**WHAT IS NEEDED**
From the line containing "return false;" down to the line containing "(false, true) =>" in the records below, reproduce every line exactly, ends included, and omit all others.

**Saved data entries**
───

use std::{
    panic::{catch_unwind, AssertUnwindSafe},
    sync::Arc,
    time::Duration,
};

use anyhow::Result;
use tokio::{sync::mpsc::UnboundedReceiver, task::JoinHandle, time::Instant};
use tracing::{debug, error, info, info_span, instrument, trace, Instrument};

use crate::{
    storage::{AppTimeMap, UsageStore},
    utils::{clock::Clock, time::date_to_record_name},
    window_api::{process::ProcessResolver, ForegroundInspector, ForegroundWindow},
};

use super::{
    control::{Session, Shared, TrackerHandle},
    events::{event_channel, EventSender, StatusChange, TrackerEvent},
    privacy::is_private,
    state::{TrackerStatus, TrackingState},
};

pub const DEFAULT_POLL_INTERVAL: Duration = Duration::from_secs(1);
pub const DEFAULT_AUTOSAVE_INTERVAL: Duration = Duration::from_secs(30);

#[derive(Debug, Clone, Copy, PartialEq, Eq)]
pub struct EngineSettings {
    pub poll_interval: Duration,
    pub autosave_interval: Duration,
}

impl Default for EngineSettings {
    fn default() -> Self {
        Self {
            poll_interval: DEFAULT_POLL_INTERVAL,
            autosave_interval: DEFAULT_AUTOSAVE_INTERVAL,
        }
    }
}

/// Polls the foreground window once per interval and turns the samples into per-process totals.
///
/// Accounting is continuous: every tick that resolves a process closes the interval since the
/// previous tick and credits it to the process that was active during it. A switch therefore
/// never credits the newcomer with time it wasn't used for. Paused and privacy-paused time is
/// skipped, never credited.
pub struct TrackingEngine {
    inspector: Box<dyn ForegroundInspector>,
    resolver: Box<dyn ProcessResolver>,
    settings: EngineSettings,
    shared: Arc<Shared>,
}

impl TrackingEngine {
    /// Creates an engine that resumes today's totals from `store`.
    pub async fn new(
        inspector: Box<dyn ForegroundInspector>,
        resolver: Box<dyn ProcessResolver>,
        store: Arc<dyn UsageStore>,
        clock: Arc<dyn Clock>,
        settings: EngineSettings,
    ) -> (Self, UnboundedReceiver<TrackerEvent>) {
        let (events, receiver) = event_channel();
        let date = clock.date();
        let times = store.date_entry(&date_to_record_name(date)).await;
        info!(
            "Resuming {} with {} tracked applications",
            date_to_record_name(date),
            times.len()
        );
        let session = Session {
            state: TrackingState::new(clock.instant()),
            times,
            date,
        };
        let shared = Arc::new(Shared::new(session, events, clock, store));
        (
            Self {
                inspector,
                resolver,
                settings,
                shared,
            },
            receiver,
        )
    }

    pub fn handle(&self) -> TrackerHandle {
        TrackerHandle::new(self.shared.clone())
    }

    /// Spawns the polling loop onto the current tokio runtime.
    pub fn start(self) -> JoinHandle<Result<()>> {
        tokio::spawn(self.run())
    }

    /// Executes the polling loop until a stop is requested, then saves the day.
    pub async fn run(mut self) -> Result<()> {
        self.emit_times(self.shared.lock().times.clone());

        let clock = self.shared.clock.clone();
        let shutdown = self.shared.shutdown.clone();
        let mut tick_point = clock.instant();
        let mut autosave_point = tick_point + self.settings.autosave_interval;

        while !shutdown.is_cancelled() {
            let now = clock.instant();
            let span = info_span!("Tracking tick");
            if let Err(e) = self.tick(now).instrument(span).await {
                error!("Encountered an error during a tick {e:?}");
            }

            if now >= autosave_point {
                self.autosave().await;
                autosave_point = now + self.settings.autosave_interval;
            }

            tick_point += self.settings.poll_interval;
            if tick_point < now {
                // The machine was suspended or a tick stalled. Don't try to catch up.
                tick_point = now + self.settings.poll_interval;
            }

            tokio::select! {
                _ = shutdown.cancelled() => (),
                _ = clock.sleep_until(tick_point) => ()
            }
        }

        self.finalize().await
    }

    /// One poll cycle at `now`.
    pub(crate) async fn tick(&mut self, now: Instant) -> Result<()> {
        self.roll_over_day().await;

        {
            let mut session = self.shared.lock();
            let state = &mut session.state;
            if state.is_stopped {
                return Ok(());
            }
            if state.is_paused {
                state.skip_until(now);
                return Ok(());
            }
        }

        let Some(window) = self.sample_foreground() else {
            trace!("Unknown Window");
            return Ok(());
        };

        if !self.update_privacy(now, &window.title) {
            return Ok(());
        }

        let Some(pid) = window.process_id else {
            debug!("Window {} has no owning process", window.window_id);
            return Ok(());
        };
        let process_name = self.resolve(pid);

        self.account(now, process_name, window.title);
        Ok(())
    }

    /// Queries the inspector. A panicking backend is treated like a missing window.
    fn sample_foreground(&mut self) -> Option<ForegroundWindow> {
        catch_unwind(AssertUnwindSafe(|| self.inspector.current_foreground()))
            .inspect_err(|_| error!("Foreground inspector panicked"))
            .ok()
            .flatten()
    }

    fn resolve(&mut self, pid: u32) -> String {
        catch_unwind(AssertUnwindSafe(|| self.resolver.resolve_process_name(pid)))
            .unwrap_or_else(|_| {
                error!("Process resolver panicked for {pid}");
                format!("Error: failed to resolve process {pid}")
            })
    }

    /// Moves in or out of the privacy pause. Returns true when the tick may be accounted.
    fn update_privacy(&self, now: Instant, title: &str) -> bool {
        let private = is_private(title);
        let mut session = self.shared.lock();
        let state = &mut session.state;
        if state.is_stopped || state.is_paused {
            return false;
        }

        match (private, state.is_private_browsing_active) {
            (true, was_private) => {
                state.skip_until(now);
                if !was_private {
                    state.is_private_browsing_active = true;
                    self.emit_status(StatusChange::PrivateBrowsingDetected);
                }
                false
            }
            (false, true) => {
                state.is_private_browsing_active = false;
                state.skip_until(now);
                self.emit_status(StatusChange::PrivateBrowsingEnded);
                true
            }
            (false, false) => true,
        }
    }

    fn account(&self, now: Instant, process_name: String, window_title: String) {
        let mut session = self.shared.lock();
        // The user may have paused while the process was being resolved.
        if session.state.status() != TrackerStatus::Running {
            return;
        }

        if let Some((process, elapsed)) = session.state.close_interval(now) {
            *session.times.entry(process).or_insert(0.) += elapsed;
            self.emit_times(session.times.clone());
        }

        if session
            .state
            .switch_to(process_name.clone(), window_title.clone())
        {
            debug!("Switched to {process_name}");
            self.shared.events.emit(TrackerEvent::ActivityChanged {
                process_name,
                window_title,
            });
        }
    }

    /// Stores the finished day and starts a new one when the calendar day changed. The old day
    /// stays in memory until it is written, so a failed save is retried on the next tick.
    async fn roll_over_day(&mut self) {
        let today = self.shared.clock.date();
        let (previous_date, previous_times) = {
            let session = self.shared.lock();
            if session.date == today {
                return;
            }
            (session.date, session.times.clone())
        };

        if let Err(e) = self
            .shared
            .store
            .save_date(previous_date, &previous_times)
            .await
        {
            error!(
                "Failed to save {}, keeping it open {e:?}",
                date_to_record_name(previous_date)
            );
            return;
        }

        let mut session = self.shared.lock();
        session.times = AppTimeMap::new();
        session.date = today;
        self.emit_times(AppTimeMap::new());
        info!(
            "Day changed from {} to {}",
            date_to_record_name(previous_date),
            date_to_record_name(today)
        );
    }

    #[instrument(skip(self))]
    async fn autosave(&mut self) {
        let (date, times) = {
            let session = self.shared.lock();
            (session.date, session.times.clone())
        };
        match self.shared.store.save_date(date, &times).await {
            Ok(()) => debug!("Autosaved {} applications", times.len()),
            Err(e) => error!("Autosave failed, tracking continues {e:?}"),
        }
    }

    /// Credits the interval in progress and writes the day. Runs once, after a stop request.
    #[instrument(skip(self))]
    async fn finalize(&mut self) -> Result<()> {
        let now = self.shared.clock.instant();
        let (date, times) = {
            let mut session = self.shared.lock();
            let state = &mut session.state;
            let counting = !state.is_paused && !state.is_private_browsing_active;
            let pending = state.close_interval(now);
            if let Some((process, elapsed)) = pending.filter(|_| counting) {
                *session.times.entry(process).or_insert(0.) += elapsed;
                self.emit_times(session.times.clone());
            }
            (session.date, session.times.clone())
        };
        self.shared
            .store
            .save_date(date, &times)
            .await
            .inspect_err(|e| error!("Failed to save on stop {e:?}"))?;
        info!("Tracking stopped, saved {} applications", times.len());
        Ok(())
    }

    fn emit_times(&self, times: AppTimeMap) {
        self.events().emit(TrackerEvent::TimeUpdated(times));
    }

    fn emit_status(&self, status: StatusChange) {
        info!("Tracker {status}");
        self.events().emit(TrackerEvent::StatusChanged(status));
    }

    fn events(&self) -> &EventSender {
        &self.shared.events
    }
}
use tracing::{debug, instrument};
use windows::Win32::{
    Foundation::{GetLastError, HWND},
    System::{
        Diagnostics::Debug::{
            FormatMessageW, FORMAT_MESSAGE_FROM_SYSTEM, FORMAT_MESSAGE_IGNORE_INSERTS,
        },
        SystemServices::{LANG_ENGLISH, SUBLANG_ENGLISH_US},
    },
    UI::WindowsAndMessaging::{GetForegroundWindow, GetWindowTextW, GetWindowThreadProcessId},
};
use windows::core::PWSTR;

use super::{ForegroundInspector, ForegroundWindow};

fn last_error_message() -> String {
    let err = unsafe { GetLastError() };
    let mut message_buffer = [0u16; 2048];
    let size = unsafe {
        FormatMessageW(
            FORMAT_MESSAGE_FROM_SYSTEM | FORMAT_MESSAGE_IGNORE_INSERTS,
            None,
            err.0,
            LANG_ENGLISH | (SUBLANG_ENGLISH_US << 10),
            PWSTR::from_raw(message_buffer.as_mut_ptr()),
            message_buffer.len() as u32,
            None,
        )
    };
    if size == 0 {
        format!("error code {}", err.0)
    } else {
        String::from_utf16_lossy(&message_buffer[..size as usize])
            .trim_end()
            .to_string()
    }
}

unsafe fn get_window_title(window_handle: HWND, text: &mut [u16]) -> String {
    let len = unsafe { GetWindowTextW(window_handle, text) };
    String::from_utf16_lossy(&text[..len.max(0) as usize])
}

#[instrument]
pub fn get_foreground() -> Option<ForegroundWindow> {
    let window = unsafe { GetForegroundWindow() };

    if window.is_invalid() {
        debug!("No foreground window");
        return None;
    }

    let mut id = 0u32;
    unsafe { GetWindowThreadProcessId(window, Some(&mut id)) };
    let process_id = if id == 0 {
        debug!("Failed to get owning process {}", last_error_message());
        None
    } else {
        Some(id)
    };

    let mut text: [u16; 4096] = [0; 4096];
    let title = unsafe { get_window_title(window, &mut text) };

    Some(ForegroundWindow {
        window_id: window.0 as usize as u64,
        process_id,
        title,
    })
}

pub struct WindowsForegroundInspector {}

impl WindowsForegroundInspector {
    pub fn new() -> Self {
        Self {}
    }
}

impl Default for WindowsForegroundInspector {
    fn default() -> Self {
        Self::new()
    }
}

impl ForegroundInspector for WindowsForegroundInspector {
    fn current_foreground(&mut self) -> Option<ForegroundWindow> {
        get_foreground()
    }
}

───

**RESPONSE TO THE EXERCISE**
            return false;
        }

        match (private, state.is_private_browsing_active) {
            (true, was_private) => {
                state.skip_until(now);
                if !was_private {
                    state.is_private_browsing_active = true;
                    self.emit_status(StatusChange::PrivateBrowsingDetected);
                }
                false
            }
            (false, true) => {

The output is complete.